Il restauro ha comportato una serie di fasi complesse e articolate, data anche la compresenza di rame dorato e ferro. La pulitura è stata portata avanti combinando tecniche di pulitura chimica, meccanica e fisica (laser).
La Banderuola di Palazzo vecchio è stata ricollocata di fronte al Salone dei 500 il 5 novembre 2010. Il restauro durato solo 5 mesi e realizzato nel Settore Bronzi e Armi Antiche dell’Opificio, è stato coordinato e diretto da Maria Donata Mazzoni con la direzione storico artistica di Clarice Innocenti e la direzione tecnica di Stefania Agnoletti e Annalena Brini.

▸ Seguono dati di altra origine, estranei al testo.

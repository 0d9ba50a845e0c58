// Copyright (c) 2024-2025 DeepGraph Inc.
// SPDX-License-Identifier: Apache-2.0
//
//! Index descriptors for index-addressable tables
//!
//! The optimizer never reads index data. It only needs to know which indexes a
//! table exposes and how to describe a lookup against one of them; the table
//! implementation performs the lookup when it is scanned.

use serde::{Deserialize, Serialize};
use std::cmp::Ordering;
use std::fmt;

use super::Value;

/// An index exposed by a table
#[derive(Debug, Clone, PartialEq, Eq, Serialize, Deserialize)]
pub struct IndexDef {
    /// Index identifier, unique per table
    pub id: String,
    /// Table the index belongs to
    pub table: String,
    /// Key columns, in key order
    pub columns: Vec<String>,
    pub unique: bool,
}

impl IndexDef {
    pub fn new(id: &str, table: &str, columns: &[&str], unique: bool) -> Self {
        Self {
            id: id.to_string(),
            table: table.to_string(),
            columns: columns.iter().map(|c| c.to_string()).collect(),
            unique,
        }
    }

    /// Qualified key expressions as rendered in explain output (`a.xa`)
    pub fn expressions(&self) -> Vec<String> {
        self.columns
            .iter()
            .map(|c| format!("{}.{}", self.table, c))
            .collect()
    }
}

/// One end of a range lookup
#[derive(Debug, Clone, PartialEq, Serialize, Deserialize)]
pub struct RangeBound {
    pub value: Value,
    pub inclusive: bool,
}

/// Values an index lookup selects
#[derive(Debug, Clone, PartialEq, Serialize, Deserialize)]
pub enum LookupRange {
    /// Exact key match
    Point(Vec<Value>),
    /// Range over the first key column
    Range {
        lower: Option<RangeBound>,
        upper: Option<RangeBound>,
    },
}

/// A prepared lookup against one index
#[derive(Debug, Clone, PartialEq, Serialize, Deserialize)]
pub struct IndexLookup {
    pub index_id: String,
    pub range: LookupRange,
}

impl IndexLookup {
    pub fn point(index_id: &str, values: Vec<Value>) -> Self {
        Self {
            index_id: index_id.to_string(),
            range: LookupRange::Point(values),
        }
    }

    /// Whether a row whose index key is `key` is selected by this lookup
    pub fn matches(&self, key: &[Value]) -> bool {
        match &self.range {
            LookupRange::Point(values) => {
                values.len() <= key.len()
                    && values
                        .iter()
                        .zip(key)
                        .all(|(v, k)| v.compare(k) == Some(Ordering::Equal))
            }
            LookupRange::Range { lower, upper } => {
                let first = match key.first() {
                    Some(k) if !k.is_null() => k,
                    _ => return false,
                };
                let above_lower = lower.as_ref().map_or(true, |b| {
                    match first.compare(&b.value) {
                        Some(Ordering::Greater) => true,
                        Some(Ordering::Equal) => b.inclusive,
                        _ => false,
                    }
                });
                let below_upper = upper.as_ref().map_or(true, |b| {
                    match first.compare(&b.value) {
                        Some(Ordering::Less) => true,
                        Some(Ordering::Equal) => b.inclusive,
                        _ => false,
                    }
                });
                above_lower && below_upper
            }
        }
    }
}

impl fmt::Display for IndexLookup {
    fn fmt(&self, f: &mut fmt::Formatter<'_>) -> fmt::Result {
        match &self.range {
            LookupRange::Point(values) => {
                let values: Vec<String> = values.iter().map(|v| v.to_string()).collect();
                write!(f, "[{}]", values.join(", "))
            }
            LookupRange::Range { lower, upper } => {
                match lower {
                    Some(b) if b.inclusive => write!(f, "[{}", b.value)?,
                    Some(b) => write!(f, "({}", b.value)?,
                    None => write!(f, "(-∞")?,
                }
                write!(f, ", ")?;
                match upper {
                    Some(b) if b.inclusive => write!(f, "{}]", b.value),
                    Some(b) => write!(f, "{})", b.value),
                    None => write!(f, "∞)"),
                }
            }
        }
    }
}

La Banderuola che ha sovrastato per secoli la Torre di Arnolfo in Palazzo Vecchio, dove fu posta nel 1453 quando Michelozzo iniziò i lavori di ristrutturazione del Palazzo. Attualmente sulla Torre vi è una copia in vetroresina eseguita nel 1981 quando l’originale fu ricoverato nel Cortile della Dogana dove è rimasto fino al presente restauro.

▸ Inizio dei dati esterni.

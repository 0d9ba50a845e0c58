// Copyright (c) 2024-2025 DeepGraph Inc.
// SPDX-License-Identifier: Apache-2.0
//
//! Optimizer configuration

use serde::{Deserialize, Serialize};
use std::path::Path;

use super::optimizer::{OptimizationLevel, OptimizerError, OptimizerResult};

/// Environment variable overriding the configured optimization level
pub const OPTIMIZATION_LEVEL_ENV: &str = "PLANLITE_OPTIMIZATION_LEVEL";

/// Which pushdown rules the optimizer pipeline runs. A rule runs only when
/// both the level and its own flag allow it.
#[derive(Debug, Clone, PartialEq, Eq, Serialize, Deserialize)]
#[serde(default)]
pub struct OptimizerConfig {
    pub optimization_level: OptimizationLevel,
    pub filter_pushdown: bool,
    pub subquery_alias_pushdown: bool,
    pub index_pushdown: bool,
    pub projection_pushdown: bool,
    /// Record a per-rule trace on the optimizer result
    pub trace: bool,
}

impl Default for OptimizerConfig {
    fn default() -> Self {
        Self {
            optimization_level: OptimizationLevel::default(),
            filter_pushdown: true,
            subquery_alias_pushdown: true,
            index_pushdown: true,
            projection_pushdown: true,
            trace: false,
        }
    }
}

impl OptimizerConfig {
    pub fn with_level(level: OptimizationLevel) -> Self {
        Self {
            optimization_level: level,
            ..Self::default()
        }
    }

    pub fn from_json_str(json: &str) -> OptimizerResult<Self> {
        serde_json::from_str(json).map_err(|e| OptimizerError::InvalidConfig(e.to_string()))
    }

    pub fn from_json_file(path: impl AsRef<Path>) -> OptimizerResult<Self> {
        let path = path.as_ref();
        let contents = std::fs::read_to_string(path).map_err(|e| {
            OptimizerError::InvalidConfig(format!("cannot read {}: {}", path.display(), e))
        })?;
        Self::from_json_str(&contents)
    }

    /// Apply `PLANLITE_OPTIMIZATION_LEVEL` when it is set
    pub fn with_env_overrides(mut self) -> OptimizerResult<Self> {
        if let Ok(level) = std::env::var(OPTIMIZATION_LEVEL_ENV) {
            self.optimization_level = level.parse()?;
        }
        Ok(self)
    }

    pub fn filter_pushdown_enabled(&self) -> bool {
        self.filter_pushdown && self.optimization_level.allows_filter_pushdown()
    }

    pub fn subquery_alias_pushdown_enabled(&self) -> bool {
        self.subquery_alias_pushdown && self.optimization_level.allows_filter_pushdown()
    }

    pub fn index_pushdown_enabled(&self) -> bool {
        self.index_pushdown && self.optimization_level.allows_index_pushdown()
    }

    pub fn projection_pushdown_enabled(&self) -> bool {
        self.projection_pushdown && self.optimization_level.allows_projection_pushdown()
    }
}

#[cfg(test)]
mod tests {
    use super::*;

    #[test]
    fn test_defaults_enable_every_rule() {
        let config = OptimizerConfig::default();
        assert_eq!(config.optimization_level, OptimizationLevel::Advanced);
        assert!(config.filter_pushdown_enabled());
        assert!(config.index_pushdown_enabled());
        assert!(config.projection_pushdown_enabled());
        assert!(!config.trace);
    }

    #[test]
    fn test_partial_json_keeps_defaults() {
        let config =
            OptimizerConfig::from_json_str(r#"{"optimization_level": "basic", "trace": true}"#)
                .unwrap();
        assert_eq!(config.optimization_level, OptimizationLevel::Basic);
        assert!(config.trace);
        assert!(config.filter_pushdown_enabled());
        assert!(!config.index_pushdown_enabled());
    }

    #[test]
    fn test_rule_flag_disables_rule() {
        let config = OptimizerConfig {
            projection_pushdown: false,
            ..OptimizerConfig::default()
        };
        assert!(!config.projection_pushdown_enabled());
        assert!(config.index_pushdown_enabled());
    }

    #[test]
    fn test_malformed_json_is_invalid_config() {
        let err = OptimizerConfig::from_json_str("{ not json").unwrap_err();
        assert!(matches!(err, OptimizerError::InvalidConfig(_)));
    }
}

La banderuola è alta circa cinque metri e composta da tre elementi uniti insieme da un’asta in ferro:
Data l’originaria collocazione sulla torre di Palazzo Vecchio, l’opera per lungo tempo è stata interamente esposta all’azione degli agenti atmosferici; le superfici risultavano perciò compromesse da estese e forti alterazioni verdastre, effetti della corrosione del rame. Su tutti gli elementi erano presenti grossi accumuli di polvere concrezionati e stesure di protettivi alterati. In prossimità dei ferri di supporto del Marzocco, erano evidenti spessi strati di vernici, minio, pece e grasso.
Sul Leone e sul Giglio si sono riscontrate tracce di vecchie riparazioni con saldature in stagno-piombo e sostituzioni di lamine di rame. In alcune parti sono impresse, mediante punzonatura, la firma dell’autore delle riparazioni AS e le date di esecuzione: RATOPPATO 1843; 1844.
La pulitura ha previsto l’integrazione di tecniche differenziate a seconda delle caratteristiche specifiche del degrado di ogni singolo elemento. E’ stata definita mediante la messa a punto di tecniche di tipo chimico, meccanico e ablazione laser, calibrando i parametri di emissione in relazione agli strati di alterazione da rimuovere. Nella pulitura delle aree dorate è stato utilizzata la tecnica laser applicata sia in condizione di immersione localizzata che a secco.
Per la rimozione delle vernici e dei vecchi protettivi a base di cera, sono state utilizzate miscele di solventi supportate da gel, coadiuvate dall’uso del bisturi e da spazzoline di setola animale.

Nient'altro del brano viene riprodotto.